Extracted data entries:
☆ ☆ ☆ ☆ ☆

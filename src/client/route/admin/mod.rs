//! Admin pages, one tab per resource.

pub mod admins;
pub mod feedback;
pub mod phrases;
pub mod profiles;
pub mod stats;

pub use admins::AdminAdmins;
pub use feedback::AdminFeedback;
pub use phrases::AdminPhrases;
pub use profiles::AdminProfiles;
pub use stats::AdminStats;

use dioxus::prelude::*;

use crate::client::{component::Page, model::error::ApiError, router::Route};

#[derive(Clone, Copy, PartialEq)]
pub enum AdminTab {
    Profiles,
    Feedback,
    Phrases,
    Admins,
    Stats,
}

impl AdminTab {
    const ALL: [AdminTab; 5] = [
        AdminTab::Profiles,
        AdminTab::Feedback,
        AdminTab::Phrases,
        AdminTab::Admins,
        AdminTab::Stats,
    ];

    fn label(&self) -> &'static str {
        match self {
            AdminTab::Profiles => "Profiles",
            AdminTab::Feedback => "Feedback",
            AdminTab::Phrases => "Phrases",
            AdminTab::Admins => "Admins",
            AdminTab::Stats => "Statistics",
        }
    }

    fn route(&self) -> Route {
        match self {
            AdminTab::Profiles => Route::AdminProfiles {},
            AdminTab::Feedback => Route::AdminFeedback {},
            AdminTab::Phrases => Route::AdminPhrases {},
            AdminTab::Admins => Route::AdminAdmins {},
            AdminTab::Stats => Route::AdminStats {},
        }
    }
}

/// Shared frame of every admin page: heading, tab bar and the page content.
#[component]
pub fn AdminPage(active_tab: AdminTab, children: Element) -> Element {
    rsx! {
        Page {
            class: "flex flex-col items-center w-full h-full",
            div {
                class: "w-full max-w-6xl",
                h1 { class: "text-lg sm:text-2xl mb-6", "Admin Panel" }
                div {
                    role: "tablist",
                    class: "tabs tabs-boxed mb-6",
                    for tab in AdminTab::ALL {
                        Link {
                            to: tab.route(),
                            class: if tab == active_tab { "tab tab-active" } else { "tab" },
                            {tab.label()}
                        }
                    }
                }
                {children}
            }
        }
    }
}

/// Inline error line shown above a table after a failed action.
#[component]
pub fn ActionError(error: Signal<Option<String>>) -> Element {
    rsx! {
        if let Some(message) = error() {
            div {
                role: "alert",
                class: "alert alert-error mb-4 flex justify-between",
                span { "{message}" }
                button {
                    class: "btn btn-sm btn-ghost",
                    onclick: move |_| error.set(None),
                    "✕"
                }
            }
        }
    }
}

/// Signals a modal action touches: the modal, its busy flag, the table refetch and the
/// error line.
#[derive(Clone, Copy)]
pub struct ActionState {
    pub show: Signal<bool>,
    pub busy: Signal<bool>,
    pub refetch_trigger: Signal<u32>,
    pub action_error: Signal<Option<String>>,
}

impl ActionState {
    /// Ends the action: closes the modal on success, reports the error otherwise, and
    /// refetches the table either way.
    pub fn finish(mut self, result: Result<(), ApiError>) {
        match result {
            Ok(()) => self.show.set(false),
            Err(err) => self.action_error.set(Some(err.message)),
        }
        self.busy.set(false);
        let next = *self.refetch_trigger.peek() + 1;
        self.refetch_trigger.set(next);
    }
}
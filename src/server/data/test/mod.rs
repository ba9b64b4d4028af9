mod feedback;
mod phrase;
mod profile;
mod social;
mod user;
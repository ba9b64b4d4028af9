//! Profile and social link domain models.
//!
//! A profile belongs to exactly one Discord user and owns up to [`MAX_SOCIALS`] social
//! links. Validation lives on the parameter types so that the dashboard API and the
//! bot's modal submissions share the same limits.

use chrono::{DateTime, Utc};
use url::Url;

use crate::{
    model::profile::{PaginatedProfilesDto, ProfileDto, SocialDto},
    server::{
        error::AppError,
        model::{check_length, normalize_optional},
        util::parse::parse_u64_from_string,
    },
};

pub const NICKNAME_MAX_LENGTH: usize = 32;
pub const BIO_MAX_LENGTH: usize = 1024;
pub const PLATFORM_MAX_LENGTH: usize = 32;
pub const URL_MAX_LENGTH: usize = 256;
pub const MAX_SOCIALS: usize = 10;

/// A user's profile with its social links.
#[derive(Debug, Clone, PartialEq)]
pub struct Profile {
    pub id: String,
    pub discord_id: u64,
    pub nickname: String,
    pub bio: Option<String>,
    /// Ordered by creation time.
    pub socials: Vec<Social>,
    pub created_at: DateTime<Utc>,
    pub updated_at: DateTime<Utc>,
}

impl Profile {
    /// Converts a profile row and its social rows into the domain model.
    ///
    /// # Arguments
    /// - `entity` - The profile row
    /// - `socials` - Social rows belonging to the profile
    ///
    /// # Returns
    /// - `Ok(Profile)` - The converted profile
    /// - `Err(AppError::InternalErr(ParseStringId))` - Stored Discord ID is not a u64
    pub fn from_entity(
        entity: entity::profile::Model,
        socials: Vec<entity::social::Model>,
    ) -> Result<Self, AppError> {
        let discord_id = parse_u64_from_string(entity.discord_id)?;

        Ok(Self {
            id: entity.id,
            discord_id,
            nickname: entity.nickname,
            bio: entity.bio,
            socials: socials.into_iter().map(Social::from_entity).collect(),
            created_at: entity.created_at,
            updated_at: entity.updated_at,
        })
    }

    pub fn into_dto(self) -> ProfileDto {
        ProfileDto {
            id: self.id,
            discord_id: self.discord_id,
            nickname: self.nickname,
            bio: self.bio,
            socials: self.socials.into_iter().map(Social::into_dto).collect(),
            created_at: self.created_at,
            updated_at: self.updated_at,
        }
    }

    /// Finds a social link by platform name, ignoring case.
    pub fn social_by_platform(&self, platform: &str) -> Option<&Social> {
        self.socials
            .iter()
            .find(|s| s.platform.eq_ignore_ascii_case(platform.trim()))
    }
}

#[derive(Debug, Clone, PartialEq)]
pub struct Social {
    pub id: String,
    pub profile_id: String,
    pub platform: String,
    pub url: String,
    pub created_at: DateTime<Utc>,
}

impl Social {
    pub fn from_entity(entity: entity::social::Model) -> Self {
        Self {
            id: entity.id,
            profile_id: entity.profile_id,
            platform: entity.platform,
            url: entity.url,
            created_at: entity.created_at,
        }
    }

    pub fn into_dto(self) -> SocialDto {
        SocialDto {
            id: self.id,
            platform: self.platform,
            url: self.url,
        }
    }
}

/// Parameters for creating or replacing a profile's editable fields.
#[derive(Debug, Clone)]
pub struct UpsertProfileParam {
    pub discord_id: u64,
    pub nickname: String,
    pub bio: Option<String>,
}

impl UpsertProfileParam {
    /// Builds a trimmed parameter set, treating a blank bio as no bio.
    pub fn new(discord_id: u64, nickname: &str, bio: Option<String>) -> Self {
        Self {
            discord_id,
            nickname: nickname.trim().to_string(),
            bio: normalize_optional(bio),
        }
    }

    /// # Returns
    /// - `Ok(())` - Nickname is 1..=32 characters and bio at most 1024
    /// - `Err(AppError::BadRequest)` - A field is out of bounds
    pub fn validate(&self) -> Result<(), AppError> {
        check_length("Nickname", &self.nickname, 1, NICKNAME_MAX_LENGTH)?;
        if let Some(bio) = &self.bio {
            check_length("Bio", bio, 0, BIO_MAX_LENGTH)?;
        }
        Ok(())
    }
}

/// Parameters for adding a social link to a profile.
#[derive(Debug, Clone)]
pub struct CreateSocialParam {
    pub profile_id: String,
    pub platform: String,
    pub url: String,
}

impl CreateSocialParam {
    pub fn new(profile_id: String, platform: &str, url: &str) -> Self {
        Self {
            profile_id,
            platform: platform.trim().to_string(),
            url: url.trim().to_string(),
        }
    }

    /// # Returns
    /// - `Ok(())` - Platform is 1..=32 characters and url an http(s) URL of at most 256
    /// - `Err(AppError::BadRequest)` - A field is invalid
    pub fn validate(&self) -> Result<(), AppError> {
        check_length("Platform", &self.platform, 1, PLATFORM_MAX_LENGTH)?;
        check_length("URL", &self.url, 1, URL_MAX_LENGTH)?;

        let parsed = Url::parse(&self.url)
            .map_err(|_| AppError::BadRequest(format!("'{}' is not a valid URL", self.url)))?;
        if !matches!(parsed.scheme(), "http" | "https") || parsed.host_str().is_none() {
            return Err(AppError::BadRequest(
                "URL must start with http:// or https://".to_string(),
            ));
        }

        Ok(())
    }
}

/// Paginated collection of profiles with metadata.
#[derive(Debug, Clone, PartialEq)]
pub struct PaginatedProfiles {
    pub profiles: Vec<Profile>,
    pub total: u64,
    pub page: u64,
    pub per_page: u64,
    pub total_pages: u64,
}

impl PaginatedProfiles {
    pub fn into_dto(self) -> PaginatedProfilesDto {
        PaginatedProfilesDto {
            profiles: self.profiles.into_iter().map(Profile::into_dto).collect(),
            total: self.total,
            page: self.page,
            per_page: self.per_page,
            total_pages: self.total_pages,
        }
    }
}
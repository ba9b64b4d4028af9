use crate::{
    client::{
        api::helper::{
            delete, get, parse_empty_response, parse_response, put, send_request, serialize_json,
        },
        model::error::ApiError,
    },
    model::profile::{PaginatedProfilesDto, ProfileDto, UpdateProfileDto},
};

pub async fn get_profiles(page: u64, entries: u64) -> Result<PaginatedProfilesDto, ApiError> {
    let url = format!("/api/profiles?page={}&entries={}", page, entries);
    let response = send_request(get(&url)).await?;
    parse_response(response).await
}

pub async fn update_profile(id: &str, payload: UpdateProfileDto) -> Result<ProfileDto, ApiError> {
    let body = serialize_json(&payload)?;
    let url = format!("/api/profiles/{}", id);
    let response = send_request(put(&url).body(body)).await?;
    parse_response(response).await
}

pub async fn delete_profile(id: &str) -> Result<(), ApiError> {
    let url = format!("/api/profiles/{}", id);
    let response = send_request(delete(&url)).await?;
    parse_empty_response(response).await
}

pub async fn remove_social(profile_id: &str, social_id: &str) -> Result<(), ApiError> {
    let url = format!("/api/profiles/{}/socials/{}", profile_id, social_id);
    let response = send_request(delete(&url)).await?;
    parse_empty_response(response).await
}
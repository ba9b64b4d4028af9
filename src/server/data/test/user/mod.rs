use crate::server::{data::user::UserRepository, error::AppError, model::user::UpsertUserParam};
use test_utils::{builder::TestBuilder, context::TestContext, factory};

mod admin_exists;
mod find_by_discord_id;
mod get_all_admins;
mod get_all_paginated;
mod set_admin;
mod upsert;

fn param(discord_id: u64, name: &str, is_admin: Option<bool>) -> UpsertUserParam {
    UpsertUserParam {
        discord_id,
        name: name.to_string(),
        is_admin,
    }
}

/// Database with only the user table.
async fn users_db() -> TestContext {
    TestBuilder::new()
        .with_table(entity::prelude::User)
        .build()
        .await
        .unwrap()
}
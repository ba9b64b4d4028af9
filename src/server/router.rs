//! API routes, OpenAPI document and the layers wrapped around them.

use axum::{
    http::{header, HeaderValue, Method},
    Router,
};
use std::sync::Arc;
use tower_governor::{
    governor::GovernorConfigBuilder, key_extractor::SmartIpKeyExtractor, GovernorLayer,
};
use tower_http::cors::CorsLayer;
use utoipa::OpenApi;
use utoipa_axum::{router::OpenApiRouter, routes};
use utoipa_swagger_ui::SwaggerUi;

use crate::server::{
    controller::{
        admin::{self, ADMIN_TAG},
        auth::{self, AUTH_TAG},
        feedback::{self, FEEDBACK_TAG},
        me::{self, ME_TAG},
        phrase::{self, PHRASE_TAG},
        profile::{self, PROFILE_TAG},
    },
    error::{config::ConfigError, AppError},
    state::AppState,
};

/// Replenish one request every 100 ms per client IP.
const RATE_LIMIT_PERIOD_MS: u64 = 100;
const RATE_LIMIT_BURST: u32 = 50;

#[derive(OpenApi)]
#[openapi(
    info(title = "Wren API", description = "Profiles, feedback and phrases of the Wren bot"),
    tags(
        (name = AUTH_TAG, description = "Discord OAuth login"),
        (name = ME_TAG, description = "Data of the logged in user"),
        (name = PROFILE_TAG, description = "Profile and social link management"),
        (name = FEEDBACK_TAG, description = "Feedback ticket management"),
        (name = PHRASE_TAG, description = "Phrases shown by the bot"),
        (name = ADMIN_TAG, description = "Dashboard users, admins and statistics"),
    )
)]
struct ApiDoc;

/// Builds the API router.
///
/// Swagger UI is served at `/api/docs` and the OpenAPI document at
/// `/api/docs/openapi.json`. Only the API routes are rate limited.
///
/// # Arguments
/// - `app_url` - Origin of the dashboard, the only origin CORS allows
///
/// # Returns
/// - `Ok(Router)` - Router waiting for its `AppState`
/// - `Err(AppError::ConfigErr)` - `app_url` is not a valid origin
pub fn router(app_url: &str) -> Result<Router<AppState>, AppError> {
    let (api_router, api) = OpenApiRouter::with_openapi(ApiDoc::openapi())
        .routes(routes!(auth::login))
        .routes(routes!(auth::callback))
        .routes(routes!(auth::logout))
        .routes(routes!(auth::get_user))
        .routes(routes!(me::get_own_profile))
        .routes(routes!(me::get_own_feedback))
        .routes(routes!(profile::get_profiles))
        .routes(routes!(
            profile::get_profile,
            profile::update_profile,
            profile::delete_profile
        ))
        .routes(routes!(profile::add_social))
        .routes(routes!(profile::remove_social))
        .routes(routes!(feedback::get_feedback))
        .routes(routes!(
            feedback::get_feedback_by_id,
            feedback::delete_feedback
        ))
        .routes(routes!(feedback::update_feedback_status))
        .routes(routes!(phrase::get_phrases, phrase::create_phrase))
        .routes(routes!(phrase::update_phrase, phrase::delete_phrase))
        .routes(routes!(admin::get_users))
        .routes(routes!(admin::get_admins))
        .routes(routes!(admin::add_admin, admin::remove_admin))
        .routes(routes!(admin::get_stats))
        .split_for_parts();

    let governor_config = GovernorConfigBuilder::default()
        .per_millisecond(RATE_LIMIT_PERIOD_MS)
        .burst_size(RATE_LIMIT_BURST)
        .key_extractor(SmartIpKeyExtractor)
        .finish()
        .ok_or_else(|| AppError::InternalError("Invalid rate limit configuration".to_string()))?;

    let api_router = api_router
        .layer(GovernorLayer::new(Arc::new(governor_config)))
        .layer(cors_layer(app_url)?);

    Ok(Router::new()
        .merge(api_router)
        .merge(SwaggerUi::new("/api/docs").url("/api/docs/openapi.json", api)))
}

fn cors_layer(app_url: &str) -> Result<CorsLayer, AppError> {
    let origin = app_url.trim_end_matches('/');
    let origin = origin
        .parse::<HeaderValue>()
        .map_err(|_| ConfigError::InvalidEnvVar {
            name: "APP_URL".to_string(),
            value: app_url.to_string(),
        })?;

    Ok(CorsLayer::new()
        .allow_origin(origin)
        .allow_methods([Method::GET, Method::POST, Method::PUT, Method::DELETE])
        .allow_headers([header::CONTENT_TYPE])
        .allow_credentials(true))
}
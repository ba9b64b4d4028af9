//! Dashboard accounts keyed by Discord ID.
//!
//! A row is created or refreshed on every OAuth login. The admin flag gates the admin
//! API and the admin dashboard pages.

use chrono::{DateTime, Utc};

use crate::{
    model::user::{PaginatedUsersDto, UserDto},
    server::{error::AppError, util::parse::parse_u64_from_string},
};

#[derive(Debug, Clone, PartialEq)]
pub struct User {
    pub discord_id: u64,
    pub name: String,
    pub admin: bool,
    /// First login.
    pub created_at: DateTime<Utc>,
}

impl User {
    pub fn into_dto(self) -> UserDto {
        let Self {
            discord_id,
            name,
            admin,
            ..
        } = self;
        UserDto {
            discord_id,
            name,
            admin,
        }
    }

    /// Fails with `InternalErr(ParseStringId)` when the stored Discord ID is not numeric.
    pub fn from_entity(entity: entity::user::Model) -> Result<Self, AppError> {
        Ok(Self {
            discord_id: parse_u64_from_string(entity.discord_id)?,
            name: entity.name,
            admin: entity.admin,
            created_at: entity.created_at,
        })
    }
}

/// Login upsert. `is_admin: None` leaves an existing admin flag untouched so a name
/// refresh never demotes anyone.
#[derive(Debug, Clone)]
pub struct UpsertUserParam {
    pub discord_id: u64,
    pub name: String,
    pub is_admin: Option<bool>,
}

#[derive(Debug, Clone, PartialEq)]
pub struct PaginatedUsers {
    pub users: Vec<User>,
    pub total: u64,
    /// Zero-based.
    pub page: u64,
    pub per_page: u64,
    pub total_pages: u64,
}

impl PaginatedUsers {
    pub fn into_dto(self) -> PaginatedUsersDto {
        PaginatedUsersDto {
            users: self.users.into_iter().map(User::into_dto).collect(),
            total: self.total,
            page: self.page,
            per_page: self.per_page,
            total_pages: self.total_pages,
        }
    }
}
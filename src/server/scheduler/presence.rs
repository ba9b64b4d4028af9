use dioxus_logger::tracing;
use sea_orm::DatabaseConnection;
use serenity::all::{ActivityData, ShardManager};
use std::sync::Arc;
use tokio_cron_scheduler::{Job, JobScheduler};

use crate::server::{bot::command::truncate, error::AppError, service::phrase::PhraseService};

/// Every ten minutes, on the minute.
const PRESENCE_SCHEDULE: &str = "0 */10 * * * *";

/// Discord cuts custom statuses at 128 characters.
const STATUS_MAX_LENGTH: usize = 128;

/// Starts the presence rotation scheduler
///
/// Every run picks a random stored phrase and shows it as the bot's custom status on
/// every shard. Without stored phrases the current status is left alone.
///
/// # Arguments
/// - `db`: Database connection
/// - `shard_manager`: Shard manager of the running bot client
pub async fn start_scheduler(
    db: DatabaseConnection,
    shard_manager: Arc<ShardManager>,
) -> Result<(), AppError> {
    let scheduler = JobScheduler::new().await?;

    let job = Job::new_async(PRESENCE_SCHEDULE, move |_uuid, _lock| {
        let db = db.clone();
        let shard_manager = shard_manager.clone();

        Box::pin(async move {
            if let Err(e) = rotate_presence(&db, &shard_manager).await {
                tracing::error!("Error rotating bot presence: {}", e);
            }
        })
    })?;

    scheduler.add(job).await?;
    scheduler.start().await?;

    tracing::info!("Presence scheduler started");

    Ok(())
}

async fn rotate_presence(
    db: &DatabaseConnection,
    shard_manager: &ShardManager,
) -> Result<(), AppError> {
    let Some(phrase) = PhraseService::new(db).random().await? else {
        tracing::debug!("No phrases stored, keeping current presence");
        return Ok(());
    };

    let status = status_text(&phrase.content);

    let runners = shard_manager.runners.lock().await;
    for runner in runners.values() {
        runner
            .runner_tx
            .set_activity(Some(ActivityData::custom(status.clone())));
    }

    tracing::debug!("Presence set on {} shards", runners.len());

    Ok(())
}

/// Collapses line breaks, a custom status is a single line.
fn status_text(content: &str) -> String {
    let single_line = content.split_whitespace().collect::<Vec<_>>().join(" ");
    truncate(&single_line, STATUS_MAX_LENGTH)
}

#[cfg(test)]
mod tests {
    use super::*;

    #[test]
    fn status_is_single_line() {
        assert_eq!(status_text("Stay\n  hydrated\tfriends"), "Stay hydrated friends");
    }

    #[test]
    fn long_status_is_truncated() {
        let status = status_text(&"a".repeat(500));
        assert_eq!(status.chars().count(), STATUS_MAX_LENGTH);
        assert!(status.ends_with('…'));
    }
}
use crate::server::error::{internal::InternalError, AppError};

/// Parses a Discord ID stored as a string column back into a `u64`.
///
/// Discord IDs are stored as strings because SQLite has no unsigned 64-bit integer type.
///
/// # Arguments
/// - `value` - The stored string
///
/// # Returns
/// - `Ok(u64)` - Successfully parsed ID
/// - `Err(AppError::InternalErr(ParseStringId))` - The stored value is not a valid u64
pub fn parse_u64_from_string(value: String) -> Result<u64, AppError> {
    let result = value
        .parse::<u64>()
        .map_err(|source| InternalError::ParseStringId { value, source })?;

    Ok(result)
}

/// Parses an ID into a `u64` for a request path or command option.
///
/// Unlike [`parse_u64_from_string`] a failure here is the caller's fault and maps to a
/// 400 Bad Request.
pub fn parse_discord_id(value: &str) -> Result<u64, AppError> {
    value
        .trim()
        .parse::<u64>()
        .map_err(|_| AppError::BadRequest(format!("'{}' is not a valid Discord ID", value)))
}

#[cfg(test)]
mod tests {
    use super::*;

    #[test]
    fn stored_id_round_trips() {
        let id = parse_u64_from_string("123456789012345678".to_string()).unwrap();
        assert_eq!(id, 123456789012345678);
    }

    #[test]
    fn corrupt_stored_id_is_internal() {
        let result = parse_u64_from_string("abc".to_string());
        assert!(matches!(result, Err(AppError::InternalErr(_))));
    }

    #[test]
    fn bad_request_id_is_expected() {
        let result = parse_discord_id("not-an-id");
        assert!(matches!(result, Err(AppError::BadRequest(_))));
    }
}
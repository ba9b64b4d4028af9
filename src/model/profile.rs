use chrono::{DateTime, Utc};
use serde::{Deserialize, Serialize};

#[cfg(feature = "server")]
use utoipa::ToSchema;

#[derive(Serialize, Deserialize, Clone, Debug, PartialEq)]
#[cfg_attr(feature = "server", derive(ToSchema))]
pub struct ProfileDto {
    pub id: String,
    #[serde(with = "crate::model::id::u64_string")]
    #[cfg_attr(feature = "server", schema(value_type = String))]
    pub discord_id: u64,
    pub nickname: String,
    pub bio: Option<String>,
    pub socials: Vec<SocialDto>,
    pub created_at: DateTime<Utc>,
    pub updated_at: DateTime<Utc>,
}

#[derive(Serialize, Deserialize, Clone, Debug, PartialEq)]
#[cfg_attr(feature = "server", derive(ToSchema))]
pub struct SocialDto {
    pub id: String,
    pub platform: String,
    pub url: String,
}

#[derive(Serialize, Deserialize, Clone, Debug, PartialEq)]
#[cfg_attr(feature = "server", derive(ToSchema))]
pub struct UpdateProfileDto {
    pub nickname: String,
    pub bio: Option<String>,
}

#[derive(Serialize, Deserialize, Clone, Debug, PartialEq)]
#[cfg_attr(feature = "server", derive(ToSchema))]
pub struct CreateSocialDto {
    pub platform: String,
    pub url: String,
}

#[derive(Serialize, Deserialize, Clone, Debug, PartialEq)]
#[cfg_attr(feature = "server", derive(ToSchema))]
pub struct PaginatedProfilesDto {
    pub profiles: Vec<ProfileDto>,
    pub total: u64,
    pub page: u64,
    pub per_page: u64,
    pub total_pages: u64,
}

☆ ☆ ☆ ☆ ☆

Only the lines from the first line of the records through the one containing "pub use stats::AdminStats;" should be reproduced, exactly, with both of them included.

filename src/client/route/admin/mod.rs
//! Admin pages, one tab per resource.

pub mod admins;
pub mod feedback;
pub mod phrases;
pub mod profiles;
pub mod stats;

pub use admins::AdminAdmins;
pub use feedback::AdminFeedback;
pub use phrases::AdminPhrases;
pub use profiles::AdminProfiles;
pub use stats::AdminStats;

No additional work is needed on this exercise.